@abrilpenaabreu
La informe que ha estremecido al mundo digital no viene de Silicon Valley, sino de Florida: el fiscal normal James Uthmeier ha iniciado una investigación penal contra la plataforma Roblox, una de las más populares entre niños y adolescentes. La acusa de haberse convertido en un “caldo de cultivo para depredadores sexuales”, y de no hacer lo suficiente para proteger a sus usuarios menores de antigüedad.
No se manejo de una demanda civil más: es un proceso criminal que podría marcar un precedente en la responsabilidad lícito de las grandes empresas tecnológicas. Uthmeier asegura que existen pruebas de negligencia en el control de ataque, en la moderación del contenido y en el uso de la moneda supuesto Robux, que habría sido utilizada para sobornar a menores a cambio de material sexual evidente.
El caso reabre un debate urgente: ¿hasta dónde llegan las responsabilidades de las plataformas digitales cuando fallan los controles?
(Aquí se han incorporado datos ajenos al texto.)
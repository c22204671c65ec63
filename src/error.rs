//! Typed errors for artifact loading, input validation and configuration

use std::path::PathBuf;
use thiserror::Error;

/// Failure to load one of the frozen model artifacts. Always fatal at start-up.
#[derive(Debug, Error)]
pub enum ArtifactError {
    #[error("cannot read artifact {path}: {source}")]
    Io {
        path: PathBuf,
        #[source]
        source: std::io::Error,
    },

    #[error("cannot parse artifact {path}: {source}")]
    Parse {
        path: PathBuf,
        #[source]
        source: serde_json::Error,
    },

    #[error("cannot load reference points from {path}: {source}")]
    Csv {
        path: PathBuf,
        #[source]
        source: polars::prelude::PolarsError,
    },

    #[error("{artifact}: expected {expected}, found {found}")]
    Shape {
        artifact: &'static str,
        expected: String,
        found: String,
    },

    #[error("{artifact}: non-finite value at position {position}")]
    NonFinite {
        artifact: &'static str,
        position: usize,
    },

    #[error("reference point row {row}: {reason}")]
    ReferencePoint { row: usize, reason: String },
}

/// Raw input outside the declared domain
#[derive(Debug, Clone, PartialEq, Error)]
pub enum InputError {
    #[error("total_amount must be non-negative, got {0}")]
    NegativeAmount(f64),

    #[error("total_amount must be finite, got {0}")]
    NonFiniteAmount(f64),

    #[error("transaction counts overflow when summed: chip={chip}, online={online}, swipe={swipe}")]
    TooManyTransactions { chip: u64, online: u64, swipe: u64 },

    #[error("invalid value for {field}: {value:?}")]
    Unparseable { field: &'static str, value: String },
}

#[derive(Debug, Error)]
pub enum ConfigError {
    #[error("cannot read config {path}: {source}")]
    Io {
        path: PathBuf,
        #[source]
        source: std::io::Error,
    },

    #[error("cannot parse config {path}: {source}")]
    Parse {
        path: PathBuf,
        #[source]
        source: serde_json::Error,
    },

    #[error("confidence thresholds must satisfy 0 < close < weak, got close={close}, weak={weak}")]
    Thresholds { close: f64, weak: f64 },
}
Si determinado cree que este problema pertenece al boreal, se equivoca. En República Dominicana, un estudio presentado por Pelegrín Castillo y Priyanka Rodríguez advirtió que Roblox, Fortnite, TikTok y otras aplicaciones populares entre niños dominicanos ya están siendo utilizadas como canales de acercamiento por parte de depredadores sexuales y hay que aseverar que los números son de espanto, las páginas de contenido sexual de niños han crecido en más de un 100% convirtiendo a RD en un centro de exportación de contenido pederasta.
Según ese documentación, el país carece de un sistema integral de vigilancia y respuesta frente a delitos digitales que involucren menores. No existen protocolos claros entre las autoridades, las escuelas y las familias, ni mecanismos de denuncia efectivos para los padres. En la ejercicio, la protección digital inmaduro depende del azar y del nivel de conciencia de cada hogar.
Mientras tanto, los niños dominicanos siguen conectándose a mundos virtuales sin filtros adecuados, sin educación digital y sin supervisión adulta verdadero. En un país donde más del 70 % de los hogares tiene al menos un teléfono inteligente y donde el internet móvil se ha vuelto omnipresente, el ataque llega mucho más rápido que la prevención.
El caso de Florida debería encender las alarmas en nuestras propias instituciones. En República Dominicana todavía no tenemos un ámbito lícito actualizado sobre delitos en cadeneta contra menores, y los organismos encargados de la ciberseguridad —como el Área de Crímenes y Delitos de Reincorporación Tecnología (DICAT)— trabajan con medios limitados y sin una logística franquista de educación digital.
Cada vez que un pibe abre una aplicación para “aventurar”, puede estar exponiéndose a conversaciones con adultos que saben exactamente cómo manipular, persuadir o dañar. Y, mientras tanto, la conversación pública sigue enfocada en lo superficial: en si los niños pasan mucho tiempo con la tableta, no en quién está al otro costado de la pantalla.
Roblox, TikTok, Fortnite o cualquier otra plataforma no son el enemigo en sí. El cierto problema es la combinación de tecnología sin regulación y niños sin compañía. En esa mezcla explosiva se gestan los peores escenarios: grooming, perjuicio, violencia psicológica y exposición temprana a contenidos inadecuados.
La investigación en Estados Unidos puede ser el empujón que el mundo necesitaba para exigir responsabilidades reales a las grandes tecnológicas. Pero en países como el nuestro, donde los sistemas de jurisprudencia avanzan con tranquilidad y las leyes se aplican con desigual fuerza, el cambio debe comenzar desde las casas, las escuelas y los medios.
Porque si la tecnología puede criar, incluso puede corromper.
La pregunta no es solo qué hará la jurisprudencia estadounidense con Roblox. La verdadera pregunta es qué haremos nosotros, aquí en República Dominicana, para que nuestros niños no sigan jugando en un campo minado digital, sin que nadie los proteja.